Aneke John C, Adegoke Adegbola O, Osho Patrick O, Okocha Emmanuel C, Nancy Ibeh C, Akintola Norah O, Durosinmi Muheez A
Niger J Med. 2016 Jan-Mar;25(1):60-9.
Individuals with sickle cell anaemia (SCA) have lower systemic blood pressures compared to individuals with haemoglobin Hb AA phenotype.
Seventy-nine (79) individuals with SCA (subjects) in steady state and 50 age-matched individuals with Hb AA (controls) were prospectively studied. Height, blood pressure (BP), weight, creatinine clearance (by 24-hour urine collection), full blood count (FBC) and reticulocyte count were obtained from all subjects and controls. Body mass index (BMI), corrected reticulocyte count, mean arterial pressure (MAP) and pulse pressure (PP) were calculated using standard protocols.The frequency of vaso-occlusive crises in the last one year and number of blood transfusions in the last two years were obtained from subjects. Data was analyzed using descriptive and inferential statistics and p ≤0.05 was used to define the level of statistical significance.

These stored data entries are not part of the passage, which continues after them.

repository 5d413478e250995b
pub mod logger;
pub mod trace;
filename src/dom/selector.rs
//! Compound CSS selectors: `tag`, `*`, `#id`, `.class`, `[attr]` and
//! `[attr="value"]`, in any combination without combinators. This is the
//! subset the scanner generates and that mapping responses refer to.

use crate::dom::document::{Document, NodeId};
use crate::dom::error::SelectorError;

#[derive(Debug, Clone, PartialEq, Eq, Default)]
pub struct Selector {
    pub tag: Option<String>,
    pub id: Option<String>,
    pub classes: Vec<String>,
    pub attrs: Vec<AttrMatch>,
}

#[derive(Debug, Clone, PartialEq, Eq)]
pub struct AttrMatch {
    pub name: String,
    pub value: Option<String>,
}

impl Selector {
    pub fn parse(input: &str) -> Result<Self, SelectorError> {
        let source = input.trim();
        if source.is_empty() {
            return Err(SelectorError::Empty);
        }

        let chars: Vec<char> = source.chars().collect();
        let mut pos = 0;
        let mut selector = Selector::default();

        let unsupported = |at: usize| SelectorError::Unsupported {
            selector: source.to_string(),
            position: chars[..at].iter().map(|c| c.len_utf8()).sum(),
        };

        if chars[0] == '*' {
            pos = 1;
        } else if is_ident_start(chars[0]) {
            let (tag, next) = read_ident(&chars, 0);
            selector.tag = Some(tag.to_ascii_lowercase());
            pos = next;
        }

        while pos < chars.len() {
            match chars[pos] {
                '#' => {
                    let (id, next) = read_ident(&chars, pos + 1);
                    if id.is_empty() {
                        return Err(unsupported(pos));
                    }
                    selector.id = Some(id);
                    pos = next;
                }
                '.' => {
                    let (class, next) = read_ident(&chars, pos + 1);
                    if class.is_empty() {
                        return Err(unsupported(pos));
                    }
                    selector.classes.push(class);
                    pos = next;
                }
                '[' => {
                    let (attr, next) = read_attr(&chars, pos + 1)
                        .ok_or_else(|| SelectorError::Unterminated(source.to_string()))?;
                    if attr.name.is_empty() {
                        return Err(unsupported(pos));
                    }
                    selector.attrs.push(attr);
                    pos = next;
                }
                _ => return Err(unsupported(pos)),
            }
        }

        Ok(selector)
    }

    pub fn matches(&self, doc: &Document, node: NodeId) -> bool {
        let Some(el) = doc.element(node) else {
            return false;
        };

        if let Some(tag) = &self.tag {
            if el.tag != *tag {
                return false;
            }
        }

        if let Some(id) = &self.id {
            if el.attr("id") != Some(id.as_str()) {
                return false;
            }
        }

        if !self.classes.is_empty() {
            let class_list: Vec<&str> = el.attr("class").unwrap_or("").split_whitespace().collect();
            if !self.classes.iter().all(|c| class_list.contains(&c.as_str())) {
                return false;
            }
        }

        self.attrs.iter().all(|a| match (&a.value, el.attr(&a.name)) {
            (_, None) => false,
            (None, Some(_)) => true,
            (Some(expected), Some(actual)) => expected == actual,
        })
    }
}

fn is_ident_start(c: char) -> bool {
    c.is_alphabetic() || c == '_' || c == '-' || c == '\\' || !c.is_ascii()
}

fn is_ident_char(c: char) -> bool {
    c.is_alphanumeric() || c == '_' || c == '-' || !c.is_ascii()
}

fn read_ident(chars: &[char], mut pos: usize) -> (String, usize) {
    let mut out = String::new();
    while pos < chars.len() {
        let c = chars[pos];
        if c == '\\' && pos + 1 < chars.len() {
            out.push(chars[pos + 1]);
            pos += 2;
        } else if is_ident_char(c) {
            out.push(c);
            pos += 1;
        } else {
            break;
        }
    }
    (out, pos)
}

fn read_attr(chars: &[char], mut pos: usize) -> Option<(AttrMatch, usize)> {
    let skip_ws = |mut p: usize| {
        while p < chars.len() && chars[p].is_whitespace() {
            p += 1;
        }
        p
    };

    pos = skip_ws(pos);
    let (name, next) = read_ident(chars, pos);
    pos = skip_ws(next);

    match chars.get(pos)? {
        ']' => Some((AttrMatch { name, value: None }, pos + 1)),
        '=' => {
            pos = skip_ws(pos + 1);
            let (value, next) = match chars.get(pos)? {
                q @ ('"' | '\'') => read_quoted(chars, pos + 1, *q)?,
                _ => read_ident(chars, pos),
            };
            pos = skip_ws(next);
            if chars.get(pos)? != &']' {
                return None;
            }
            Some((
                AttrMatch {
                    name,
                    value: Some(value),
                },
                pos + 1,
            ))
        }
        _ => None,
    }
}

fn read_quoted(chars: &[char], mut pos: usize, quote: char) -> Option<(String, usize)> {
    let mut out = String::new();
    while pos < chars.len() {
        let c = chars[pos];
        if c == '\\' && pos + 1 < chars.len() {
            out.push(chars[pos + 1]);
            pos += 2;
        } else if c == quote {
            return Some((out, pos + 1));
        } else {
            out.push(c);
            pos += 1;
        }
    }
    None
}

/// True when `value` can follow `#` without escaping.
pub fn is_plain_identifier(value: &str) -> bool {
    let mut chars = value.chars();
    let Some(first) = chars.next() else {
        return false;
    };
    if first.is_ascii_digit() {
        return false;
    }
    if first == '-' && value.chars().nth(1).is_none_or(|c| c.is_ascii_digit()) {
        return false;
    }
    value
        .chars()
        .all(|c| c.is_ascii_alphanumeric() || c == '-' || c == '_')
}

/// Quote a value for use inside `[attr="…"]`.
pub fn quote_attr_value(value: &str) -> String {
    let mut out = String::with_capacity(value.len() + 2);
    out.push('"');
    for c in value.chars() {
        if c == '"' || c == '\\' {
            out.push('\\');
        }
        out.push(c);
    }
    out.push('"');
    out
}

pub fn query_selector_all(doc: &Document, selector: &Selector) -> Vec<NodeId> {
    doc.elements()
        .into_iter()
        .filter(|&id| selector.matches(doc, id))
        .collect()
}

/// First element in document order matching `selector`.
pub fn query_selector(doc: &Document, selector: &str) -> Result<Option<NodeId>, SelectorError> {
    let parsed = Selector::parse(selector)?;
    Ok(doc
        .elements()
        .into_iter()
        .find(|&id| parsed.matches(doc, id)))
}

Seventy-nine (79) individuals with SCA (subjects) in steady state and 50 age-matched individuals with Hb AA (controls) were prospectively studied. Height, blood pressure (BP), weight, creatinine clearance (by 24-hour urine collection), full blood count (FBC) and reticulocyte count were obtained from all subjects and controls. Body mass index (BMI), corrected reticulocyte count, mean arterial pressure (MAP) and pulse pressure (PP) were calculated using standard protocols.The frequency of vaso-occlusive crises in the last one year and number of blood transfusions in the last two years were obtained from subjects. Data was analyzed using descriptive and inferential statistics and p ≤0.05 was used to define the level of statistical significance.

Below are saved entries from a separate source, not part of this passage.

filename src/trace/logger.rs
use std::{fs::OpenOptions, io::Write, sync::Mutex};

use tracing::warn;

use crate::trace::trace::TraceEvent;

/// Appends [`TraceEvent`]s to a JSONL file. Write failures are logged and
/// otherwise ignored so tracing never breaks a fill.
pub struct TraceLogger {
    file: Option<Mutex<std::fs::File>>,
}

impl TraceLogger {
    pub fn new(path: &str) -> Self {
        let file = OpenOptions::new().create(true).append(true).open(path);

        match file {
            Ok(f) => Self {
                file: Some(Mutex::new(f)),
            },
            Err(e) => {
                warn!(path, error = %e, "could not open trace file");
                Self { file: None }
            }
        }
    }

    pub fn disabled() -> Self {
        Self { file: None }
    }

    pub fn from_path(path: Option<&str>) -> Self {
        path.map(Self::new).unwrap_or_else(Self::disabled)
    }

    pub fn is_enabled(&self) -> bool {
        self.file.is_some()
    }

    pub fn log(&self, event: &TraceEvent) {
        let Some(file_mutex) = &self.file else {
            return;
        };

        let json = match serde_json::to_string(event) {
            Ok(j) => j,
            Err(e) => {
                warn!(error = %e, "failed to serialize trace event");
                return;
            }
        };

        let mut file = match file_mutex.lock() {
            Ok(f) => f,
            Err(e) => {
                warn!(error = %e, "trace logger lock poisoned");
                return;
            }
        };

        if let Err(e) = writeln!(file, "{}", json) {
            warn!(error = %e, "failed to write trace event");
        }
    }
}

The systolic (105.52±11.75mmHg and 113.20±7.94mmHg respectively; P = 0.01), diastolic (62.59±9.33mmHg and 75.40±5.70mmHg respectively; P=0.03) and mean arterial pressures (76.90±8.81mmHg and 88.00±5.51mmHg respectively; P =0.04) were significantly lower in subjects when compared with controls. ; pulse pressure (PP) was however significantly higher in subjects than controls (42.92±10.91mmHg and 37.80±7.43mmHg respectively (P = 0.03). In female subjects, the white cell count was negatively correlated with systolic BP (r = -0.39;P = 0.01) and PP (r = -0.33; P = 0.03).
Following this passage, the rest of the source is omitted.